──────── INPUT DATA
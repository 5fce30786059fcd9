//! # Writers
//!
//! The byte sink abstraction used by every logger: the default writer, the
//! per-level overrides, the diagnostic sink, and the composition wrappers in
//! this module's children.
//!
//! Unlike [`std::io::Write`], a [`Writer`] is written through a shared
//! reference so one sink can be handed to many loggers and threads at once.
//! Whether concurrent writes interleave is up to the implementation; wrap a
//! sink in [`MutexWriter`] when whole-write ordering matters.

use std::io::{self, Write as _};
use std::sync::Arc;

pub mod file;
pub mod level;
pub mod multi;
pub mod mutex;
pub(crate) mod worker;

pub use file::{FileWriter, FileWriterBuilder};
pub use level::LevelWriter;
pub use multi::MultiWriter;
pub use mutex::MutexWriter;

/// A sink accepting one formatted record (or any byte slice) per call.
pub trait Writer: Send + Sync {
    /// Writes `buf` and returns how many bytes the sink accepted.
    fn write(&self, buf: &[u8]) -> io::Result<usize>;

    /// Flushes buffered data, if the sink buffers at all.
    fn flush(&self) -> io::Result<()> {
        Ok(())
    }

    /// Lets [`MultiWriter::new`] flatten nested fan-outs.
    #[doc(hidden)]
    fn as_multi_writer(&self) -> Option<&MultiWriter> {
        None
    }
}

/// Reference-counted writer handle shared between loggers.
pub type SharedWriter = Arc<dyn Writer>;

/// Process standard output.
#[derive(Debug, Default, Clone, Copy)]
pub struct StdoutWriter;

impl Writer for StdoutWriter {
    fn write(&self, buf: &[u8]) -> io::Result<usize> {
        io::stdout().lock().write_all(buf)?;
        Ok(buf.len())
    }

    fn flush(&self) -> io::Result<()> {
        io::stdout().lock().flush()
    }
}

/// Process standard error.
#[derive(Debug, Default, Clone, Copy)]
pub struct StderrWriter;

impl Writer for StderrWriter {
    fn write(&self, buf: &[u8]) -> io::Result<usize> {
        io::stderr().lock().write_all(buf)?;
        Ok(buf.len())
    }
}

/// Returns a shared handle to standard output.
pub fn stdout() -> SharedWriter {
    Arc::new(StdoutWriter)
}

/// Returns a shared handle to standard error.
pub fn stderr() -> SharedWriter {
    Arc::new(StderrWriter)
}

impl<W: Writer + ?Sized> Writer for Arc<W> {
    fn write(&self, buf: &[u8]) -> io::Result<usize> {
        (**self).write(buf)
    }

    fn flush(&self) -> io::Result<()> {
        (**self).flush()
    }

    fn as_multi_writer(&self) -> Option<&MultiWriter> {
        (**self).as_multi_writer()
    }
}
────────────────
Above are the records; please copy exactly their first line and each line after it through the line containing "pub struct StdoutWriter;", and no line after that.

repository 5fce30786059fcd9
//! # Writers
//!
//! The byte sink abstraction used by every logger: the default writer, the
//! per-level overrides, the diagnostic sink, and the composition wrappers in
//! this module's children.
//!
//! Unlike [`std::io::Write`], a [`Writer`] is written through a shared
//! reference so one sink can be handed to many loggers and threads at once.
//! Whether concurrent writes interleave is up to the implementation; wrap a
//! sink in [`MutexWriter`] when whole-write ordering matters.

use std::io::{self, Write as _};
use std::sync::Arc;

pub mod file;
pub mod level;
pub mod multi;
pub mod mutex;
pub(crate) mod worker;

pub use file::{FileWriter, FileWriterBuilder};
pub use level::LevelWriter;
pub use multi::MultiWriter;
pub use mutex::MutexWriter;

/// A sink accepting one formatted record (or any byte slice) per call.
pub trait Writer: Send + Sync {
    /// Writes `buf` and returns how many bytes the sink accepted.
    fn write(&self, buf: &[u8]) -> io::Result<usize>;

    /// Flushes buffered data, if the sink buffers at all.
    fn flush(&self) -> io::Result<()> {
        Ok(())
    }

    /// Lets [`MultiWriter::new`] flatten nested fan-outs.
    #[doc(hidden)]
    fn as_multi_writer(&self) -> Option<&MultiWriter> {
        None
    }
}

/// Reference-counted writer handle shared between loggers.
pub type SharedWriter = Arc<dyn Writer>;

/// Process standard output.
#[derive(Debug, Default, Clone, Copy)]
pub struct StdoutWriter;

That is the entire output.